*YOUR OBJECTIVE*. Below are the records; repeat them in full, exactly.

[Stored data entries]
══════════
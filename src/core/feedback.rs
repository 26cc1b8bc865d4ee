//! Per-letter feedback for a scored guess
//!
//! Correctness is a ternary value:
//! - 0 = Absent (letter not in the solution, or every occurrence already matched)
//! - 1 = Present (letter in the solution, wrong position)
//! - 2 = Exact (letter in the correct position)
//!
//! The ordering `Absent < Present < Exact` is what the session uses to keep the
//! best result ever seen for a letter.

use std::fmt;

/// Green square for an exact match
pub const GREEN_SQUARE: &str = "🟩";
/// Yellow square for a present-but-misplaced letter
pub const YELLOW_SQUARE: &str = "🟨";
/// Black square for an absent letter
pub const BLACK_SQUARE: &str = "⬛";

/// ANSI prefix for an exact letter (bold green)
pub const GREEN_TEXT: &str = "\u{1b}[0m\u{1b}[1;32m";
/// ANSI prefix for a present letter (bold yellow)
pub const YELLOW_TEXT: &str = "\u{1b}[0m\u{1b}[1;33m";
/// ANSI prefix for an absent letter (bold white)
pub const DEFAULT_TEXT: &str = "\u{1b}[0m\u{1b}[1;37m";
/// ANSI reset
pub const RESET_TEXT: &str = "\u{1b}[0m";

/// Correctness of a single guessed character
#[derive(Debug, Clone, Copy, PartialEq, Eq, PartialOrd, Ord, Hash)]
#[repr(u8)]
pub enum Correctness {
    Absent = 0,
    Present = 1,
    Exact = 2,
}

impl Correctness {
    /// Numeric value (0-2)
    #[inline]
    #[must_use]
    pub const fn value(self) -> u8 {
        self as u8
    }

    /// Square glyph used when sharing progress without letters
    #[must_use]
    pub const fn emoji(self) -> &'static str {
        match self {
            Self::Exact => GREEN_SQUARE,
            Self::Present => YELLOW_SQUARE,
            Self::Absent => BLACK_SQUARE,
        }
    }

    /// ANSI colour prefix for letter rendering
    #[must_use]
    pub const fn ansi_color(self) -> &'static str {
        match self {
            Self::Exact => GREEN_TEXT,
            Self::Present => YELLOW_TEXT,
            Self::Absent => DEFAULT_TEXT,
        }
    }
}

/// A guessed character and its correctness
#[derive(Debug, Clone, Copy, PartialEq, Eq, Hash)]
pub struct ScoredLetter {
    ch: char,
    correctness: Correctness,
}

impl ScoredLetter {
    #[inline]
    #[must_use]
    pub const fn new(ch: char, correctness: Correctness) -> Self {
        Self { ch, correctness }
    }

    #[inline]
    #[must_use]
    pub const fn ch(self) -> char {
        self.ch
    }

    #[inline]
    #[must_use]
    pub const fn correctness(self) -> Correctness {
        self.correctness
    }

    /// The letter prefixed with its ANSI colour
    #[must_use]
    pub fn colored_text(self) -> String {
        format!("{}{}", self.correctness.ansi_color(), self.ch)
    }

    /// The square glyph for this letter
    #[must_use]
    pub const fn emoji(self) -> &'static str {
        self.correctness.emoji()
    }
}

/// A fully scored guess, one letter per character of the guess
#[derive(Debug, Clone, PartialEq, Eq, Hash)]
pub struct ScoredGuess {
    letters: Vec<ScoredLetter>,
}

impl ScoredGuess {
    #[must_use]
    pub const fn new(letters: Vec<ScoredLetter>) -> Self {
        Self { letters }
    }

    #[inline]
    #[must_use]
    pub fn letters(&self) -> &[ScoredLetter] {
        &self.letters
    }

    #[inline]
    #[must_use]
    pub fn len(&self) -> usize {
        self.letters.len()
    }

    #[inline]
    #[must_use]
    pub fn is_empty(&self) -> bool {
        self.letters.is_empty()
    }

    /// The guessed word, reassembled from its letters
    #[must_use]
    pub fn word(&self) -> String {
        self.letters.iter().map(|l| l.ch).collect()
    }

    /// Correctness values in position order
    #[must_use]
    pub fn correctness(&self) -> Vec<Correctness> {
        self.letters.iter().map(|l| l.correctness).collect()
    }

    /// True when every position is an exact match
    #[must_use]
    pub fn is_exact(&self) -> bool {
        !self.letters.is_empty()
            && self
                .letters
                .iter()
                .all(|l| l.correctness == Correctness::Exact)
    }

    /// ANSI-coloured letters, terminated by a reset
    #[must_use]
    pub fn to_ansi(&self) -> String {
        let mut out = String::with_capacity(self.letters.len() * 12 + RESET_TEXT.len());
        for letter in &self.letters {
            out.push_str(letter.correctness.ansi_color());
            out.push(letter.ch);
        }
        out.push_str(RESET_TEXT);
        out
    }

    /// Square glyphs only
    #[must_use]
    pub fn to_emoji(&self) -> String {
        self.letters.iter().map(|l| l.emoji()).collect()
    }
}

impl fmt::Display for ScoredGuess {
    fn fmt(&self, f: &mut fmt::Formatter<'_>) -> fmt::Result {
        write!(f, "{}", self.to_emoji())
    }
}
══════════
*REPLY*.
filename src/core/feedback.rs
repository 26cc1b8bc865d4ee
//! Per-letter feedback for a scored guess
//!
//! Correctness is a ternary value:
//! - 0 = Absent (letter not in the solution, or every occurrence already matched)
//! - 1 = Present (letter in the solution, wrong position)
//! - 2 = Exact (letter in the correct position)
//!
//! The ordering `Absent < Present < Exact` is what the session uses to keep the
//! best result ever seen for a letter.

use std::fmt;

/// Green square for an exact match
pub const GREEN_SQUARE: &str = "🟩";
/// Yellow square for a present-but-misplaced letter
pub const YELLOW_SQUARE: &str = "🟨";
/// Black square for an absent letter
pub const BLACK_SQUARE: &str = "⬛";

/// ANSI prefix for an exact letter (bold green)
pub const GREEN_TEXT: &str = "\u{1b}[0m\u{1b}[1;32m";
/// ANSI prefix for a present letter (bold yellow)
pub const YELLOW_TEXT: &str = "\u{1b}[0m\u{1b}[1;33m";
/// ANSI prefix for an absent letter (bold white)
pub const DEFAULT_TEXT: &str = "\u{1b}[0m\u{1b}[1;37m";
/// ANSI reset
pub const RESET_TEXT: &str = "\u{1b}[0m";

/// Correctness of a single guessed character
#[derive(Debug, Clone, Copy, PartialEq, Eq, PartialOrd, Ord, Hash)]
#[repr(u8)]
pub enum Correctness {
    Absent = 0,
    Present = 1,
    Exact = 2,
}

impl Correctness {
    /// Numeric value (0-2)
    #[inline]
    #[must_use]
    pub const fn value(self) -> u8 {
        self as u8
    }

    /// Square glyph used when sharing progress without letters
    #[must_use]
    pub const fn emoji(self) -> &'static str {
        match self {
            Self::Exact => GREEN_SQUARE,
            Self::Present => YELLOW_SQUARE,
            Self::Absent => BLACK_SQUARE,
        }
    }

    /// ANSI colour prefix for letter rendering
    #[must_use]
    pub const fn ansi_color(self) -> &'static str {
        match self {
            Self::Exact => GREEN_TEXT,
            Self::Present => YELLOW_TEXT,
            Self::Absent => DEFAULT_TEXT,
        }
    }
}

/// A guessed character and its correctness
#[derive(Debug, Clone, Copy, PartialEq, Eq, Hash)]
pub struct ScoredLetter {
    ch: char,
    correctness: Correctness,
}

impl ScoredLetter {
    #[inline]
    #[must_use]
    pub const fn new(ch: char, correctness: Correctness) -> Self {
        Self { ch, correctness }
    }

    #[inline]
    #[must_use]
    pub const fn ch(self) -> char {
        self.ch
    }

    #[inline]
    #[must_use]
    pub const fn correctness(self) -> Correctness {
        self.correctness
    }

    /// The letter prefixed with its ANSI colour
    #[must_use]
    pub fn colored_text(self) -> String {
        format!("{}{}", self.correctness.ansi_color(), self.ch)
    }

    /// The square glyph for this letter
    #[must_use]
    pub const fn emoji(self) -> &'static str {
        self.correctness.emoji()
    }
}

/// A fully scored guess, one letter per character of the guess
#[derive(Debug, Clone, PartialEq, Eq, Hash)]
pub struct ScoredGuess {
    letters: Vec<ScoredLetter>,
}

impl ScoredGuess {
    #[must_use]
    pub const fn new(letters: Vec<ScoredLetter>) -> Self {
        Self { letters }
    }

    #[inline]
    #[must_use]
    pub fn letters(&self) -> &[ScoredLetter] {
        &self.letters
    }

    #[inline]
    #[must_use]
    pub fn len(&self) -> usize {
        self.letters.len()
    }

    #[inline]
    #[must_use]
    pub fn is_empty(&self) -> bool {
        self.letters.is_empty()
    }

    /// The guessed word, reassembled from its letters
    #[must_use]
    pub fn word(&self) -> String {
        self.letters.iter().map(|l| l.ch).collect()
    }

    /// Correctness values in position order
    #[must_use]
    pub fn correctness(&self) -> Vec<Correctness> {
        self.letters.iter().map(|l| l.correctness).collect()
    }

    /// True when every position is an exact match
    #[must_use]
    pub fn is_exact(&self) -> bool {
        !self.letters.is_empty()
            && self
                .letters
                .iter()
                .all(|l| l.correctness == Correctness::Exact)
    }

    /// ANSI-coloured letters, terminated by a reset
    #[must_use]
    pub fn to_ansi(&self) -> String {
        let mut out = String::with_capacity(self.letters.len() * 12 + RESET_TEXT.len());
        for letter in &self.letters {
            out.push_str(letter.correctness.ansi_color());
            out.push(letter.ch);
        }
        out.push_str(RESET_TEXT);
        out
    }

    /// Square glyphs only
    #[must_use]
    pub fn to_emoji(&self) -> String {
        self.letters.iter().map(|l| l.emoji()).collect()
    }
}

impl fmt::Display for ScoredGuess {
    fn fmt(&self, f: &mut fmt::Formatter<'_>) -> fmt::Result {
        write!(f, "{}", self.to_emoji())
    }
}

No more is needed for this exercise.